What lines in the records below hold the string "Existing"? Please show them.

#### RECORD EXCERPTS

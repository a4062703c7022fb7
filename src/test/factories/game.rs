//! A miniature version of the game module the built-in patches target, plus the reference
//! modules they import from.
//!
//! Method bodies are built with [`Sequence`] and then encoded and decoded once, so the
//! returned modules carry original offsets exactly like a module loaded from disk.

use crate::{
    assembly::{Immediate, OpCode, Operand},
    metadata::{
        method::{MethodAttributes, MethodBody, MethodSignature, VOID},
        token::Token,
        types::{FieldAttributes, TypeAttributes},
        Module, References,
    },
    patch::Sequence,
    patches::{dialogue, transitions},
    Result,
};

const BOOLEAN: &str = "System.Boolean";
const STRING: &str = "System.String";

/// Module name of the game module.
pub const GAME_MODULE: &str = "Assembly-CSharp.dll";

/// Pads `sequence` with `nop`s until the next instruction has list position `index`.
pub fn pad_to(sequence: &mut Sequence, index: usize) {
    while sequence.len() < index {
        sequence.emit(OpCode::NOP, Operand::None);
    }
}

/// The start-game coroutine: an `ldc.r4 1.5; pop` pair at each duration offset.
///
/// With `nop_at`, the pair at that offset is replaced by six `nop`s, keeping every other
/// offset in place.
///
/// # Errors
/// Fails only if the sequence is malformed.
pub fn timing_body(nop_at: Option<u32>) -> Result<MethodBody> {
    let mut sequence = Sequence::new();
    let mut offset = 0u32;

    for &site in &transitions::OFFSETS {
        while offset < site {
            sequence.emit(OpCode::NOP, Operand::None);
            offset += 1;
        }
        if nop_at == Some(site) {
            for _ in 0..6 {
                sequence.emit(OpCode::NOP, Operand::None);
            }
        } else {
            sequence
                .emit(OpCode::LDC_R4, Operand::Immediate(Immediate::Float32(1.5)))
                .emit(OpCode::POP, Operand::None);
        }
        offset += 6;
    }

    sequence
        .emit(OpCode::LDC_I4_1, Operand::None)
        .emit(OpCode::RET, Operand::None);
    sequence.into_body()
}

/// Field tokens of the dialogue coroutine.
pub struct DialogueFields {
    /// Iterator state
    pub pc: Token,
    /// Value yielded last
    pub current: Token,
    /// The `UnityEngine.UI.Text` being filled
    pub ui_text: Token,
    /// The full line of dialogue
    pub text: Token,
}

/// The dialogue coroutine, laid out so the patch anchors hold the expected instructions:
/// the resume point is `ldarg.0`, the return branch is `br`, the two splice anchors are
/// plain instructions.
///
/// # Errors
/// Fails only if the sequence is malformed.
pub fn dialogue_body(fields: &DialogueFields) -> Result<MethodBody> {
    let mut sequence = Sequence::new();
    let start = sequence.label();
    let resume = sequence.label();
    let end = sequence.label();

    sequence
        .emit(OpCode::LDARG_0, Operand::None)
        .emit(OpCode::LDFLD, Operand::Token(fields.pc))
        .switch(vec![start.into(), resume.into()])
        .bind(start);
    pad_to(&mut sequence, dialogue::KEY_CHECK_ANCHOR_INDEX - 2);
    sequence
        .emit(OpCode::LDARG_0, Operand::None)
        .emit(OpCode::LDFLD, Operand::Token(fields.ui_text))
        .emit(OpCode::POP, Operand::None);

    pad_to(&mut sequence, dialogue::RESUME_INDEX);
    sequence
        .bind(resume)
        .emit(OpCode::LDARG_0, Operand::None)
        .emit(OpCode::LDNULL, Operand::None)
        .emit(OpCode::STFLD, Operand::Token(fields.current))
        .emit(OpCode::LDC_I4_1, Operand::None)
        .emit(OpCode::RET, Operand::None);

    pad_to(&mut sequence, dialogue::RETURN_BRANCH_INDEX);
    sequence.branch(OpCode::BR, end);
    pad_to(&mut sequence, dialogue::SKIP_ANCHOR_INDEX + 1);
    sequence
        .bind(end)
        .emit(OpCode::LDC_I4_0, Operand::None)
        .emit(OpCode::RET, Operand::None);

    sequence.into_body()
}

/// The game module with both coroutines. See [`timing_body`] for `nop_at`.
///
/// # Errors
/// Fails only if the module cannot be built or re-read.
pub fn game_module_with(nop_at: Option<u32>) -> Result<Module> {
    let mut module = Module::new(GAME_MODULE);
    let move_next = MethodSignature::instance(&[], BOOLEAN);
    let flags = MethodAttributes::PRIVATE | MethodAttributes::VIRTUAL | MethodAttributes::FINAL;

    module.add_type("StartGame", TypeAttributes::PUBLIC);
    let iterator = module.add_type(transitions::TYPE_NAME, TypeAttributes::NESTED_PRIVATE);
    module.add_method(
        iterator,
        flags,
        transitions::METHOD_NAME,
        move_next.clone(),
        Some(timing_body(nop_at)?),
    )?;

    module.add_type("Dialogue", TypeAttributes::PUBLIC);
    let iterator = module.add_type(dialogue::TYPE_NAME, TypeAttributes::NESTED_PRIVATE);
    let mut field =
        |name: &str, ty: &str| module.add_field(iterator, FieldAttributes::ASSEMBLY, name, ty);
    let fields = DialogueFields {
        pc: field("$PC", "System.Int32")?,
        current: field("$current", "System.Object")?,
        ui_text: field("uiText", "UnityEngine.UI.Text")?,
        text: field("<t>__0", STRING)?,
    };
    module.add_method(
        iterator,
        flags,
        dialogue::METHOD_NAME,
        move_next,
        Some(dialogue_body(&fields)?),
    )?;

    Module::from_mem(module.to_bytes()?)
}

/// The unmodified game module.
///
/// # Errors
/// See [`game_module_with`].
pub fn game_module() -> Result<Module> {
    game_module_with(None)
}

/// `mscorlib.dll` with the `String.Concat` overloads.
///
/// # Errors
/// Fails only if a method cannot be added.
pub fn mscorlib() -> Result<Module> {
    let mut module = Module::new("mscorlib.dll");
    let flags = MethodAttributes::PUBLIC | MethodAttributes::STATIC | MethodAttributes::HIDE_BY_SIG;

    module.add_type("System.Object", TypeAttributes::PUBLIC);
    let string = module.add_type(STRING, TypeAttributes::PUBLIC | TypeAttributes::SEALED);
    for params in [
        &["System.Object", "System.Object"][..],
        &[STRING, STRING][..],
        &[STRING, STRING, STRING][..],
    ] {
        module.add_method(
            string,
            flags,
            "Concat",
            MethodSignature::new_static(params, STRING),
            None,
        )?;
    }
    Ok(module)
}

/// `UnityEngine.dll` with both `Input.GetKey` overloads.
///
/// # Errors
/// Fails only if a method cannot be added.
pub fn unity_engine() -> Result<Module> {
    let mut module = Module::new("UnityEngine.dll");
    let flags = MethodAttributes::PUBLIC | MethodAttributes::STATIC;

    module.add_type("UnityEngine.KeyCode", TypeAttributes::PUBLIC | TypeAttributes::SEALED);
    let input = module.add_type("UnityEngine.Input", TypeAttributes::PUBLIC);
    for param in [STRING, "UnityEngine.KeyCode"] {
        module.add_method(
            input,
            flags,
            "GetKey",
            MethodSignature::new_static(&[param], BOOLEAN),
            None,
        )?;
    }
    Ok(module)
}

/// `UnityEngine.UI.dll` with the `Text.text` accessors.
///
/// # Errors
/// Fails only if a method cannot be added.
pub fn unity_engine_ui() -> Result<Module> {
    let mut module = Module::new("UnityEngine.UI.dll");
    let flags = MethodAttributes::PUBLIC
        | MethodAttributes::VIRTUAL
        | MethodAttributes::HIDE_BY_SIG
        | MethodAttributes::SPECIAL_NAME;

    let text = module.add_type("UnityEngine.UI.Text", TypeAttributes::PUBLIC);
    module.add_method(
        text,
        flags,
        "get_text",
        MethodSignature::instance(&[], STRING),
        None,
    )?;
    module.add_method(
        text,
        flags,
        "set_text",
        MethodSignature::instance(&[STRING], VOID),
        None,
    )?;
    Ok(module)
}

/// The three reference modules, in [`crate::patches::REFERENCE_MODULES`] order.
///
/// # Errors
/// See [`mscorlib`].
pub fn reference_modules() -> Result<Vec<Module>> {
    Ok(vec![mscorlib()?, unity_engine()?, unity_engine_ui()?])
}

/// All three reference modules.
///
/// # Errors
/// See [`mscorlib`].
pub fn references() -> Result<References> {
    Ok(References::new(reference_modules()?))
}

########
#### RECORD EXCERPTS

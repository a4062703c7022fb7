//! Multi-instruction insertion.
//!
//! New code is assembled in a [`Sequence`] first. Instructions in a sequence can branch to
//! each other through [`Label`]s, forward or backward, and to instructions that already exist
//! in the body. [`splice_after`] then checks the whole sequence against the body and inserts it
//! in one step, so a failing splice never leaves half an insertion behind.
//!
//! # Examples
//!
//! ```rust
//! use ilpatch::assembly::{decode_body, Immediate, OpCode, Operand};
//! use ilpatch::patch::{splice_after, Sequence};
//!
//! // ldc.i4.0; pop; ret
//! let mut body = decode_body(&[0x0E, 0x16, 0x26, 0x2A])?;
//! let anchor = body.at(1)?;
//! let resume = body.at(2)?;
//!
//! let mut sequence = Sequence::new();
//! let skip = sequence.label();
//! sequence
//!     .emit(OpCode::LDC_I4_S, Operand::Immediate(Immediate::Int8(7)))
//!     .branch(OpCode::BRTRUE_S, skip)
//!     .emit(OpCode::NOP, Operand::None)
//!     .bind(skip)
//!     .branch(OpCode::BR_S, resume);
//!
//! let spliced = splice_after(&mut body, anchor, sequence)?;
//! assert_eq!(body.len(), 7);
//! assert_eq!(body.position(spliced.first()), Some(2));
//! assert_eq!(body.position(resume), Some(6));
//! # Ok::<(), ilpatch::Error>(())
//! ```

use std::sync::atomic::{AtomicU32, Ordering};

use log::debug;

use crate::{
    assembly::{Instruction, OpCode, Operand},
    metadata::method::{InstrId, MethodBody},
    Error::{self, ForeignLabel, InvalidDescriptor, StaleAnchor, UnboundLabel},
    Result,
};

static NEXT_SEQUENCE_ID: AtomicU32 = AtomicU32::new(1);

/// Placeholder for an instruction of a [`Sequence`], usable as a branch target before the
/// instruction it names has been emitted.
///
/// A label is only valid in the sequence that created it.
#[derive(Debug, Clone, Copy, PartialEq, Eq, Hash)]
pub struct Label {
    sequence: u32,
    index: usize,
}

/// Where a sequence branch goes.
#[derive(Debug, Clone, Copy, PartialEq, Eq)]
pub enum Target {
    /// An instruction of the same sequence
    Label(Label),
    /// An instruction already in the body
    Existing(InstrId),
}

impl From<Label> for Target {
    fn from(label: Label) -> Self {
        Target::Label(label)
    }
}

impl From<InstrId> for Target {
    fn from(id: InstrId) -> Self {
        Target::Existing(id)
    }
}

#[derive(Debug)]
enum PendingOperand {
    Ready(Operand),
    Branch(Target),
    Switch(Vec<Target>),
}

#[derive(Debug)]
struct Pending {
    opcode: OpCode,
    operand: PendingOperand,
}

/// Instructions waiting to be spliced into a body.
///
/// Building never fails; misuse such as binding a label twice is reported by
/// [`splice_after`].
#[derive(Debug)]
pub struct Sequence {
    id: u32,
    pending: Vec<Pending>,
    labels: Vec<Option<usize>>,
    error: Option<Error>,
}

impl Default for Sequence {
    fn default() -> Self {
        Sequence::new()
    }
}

########

**FINAL ANSWER:**
    Existing(InstrId),
        Target::Existing(id)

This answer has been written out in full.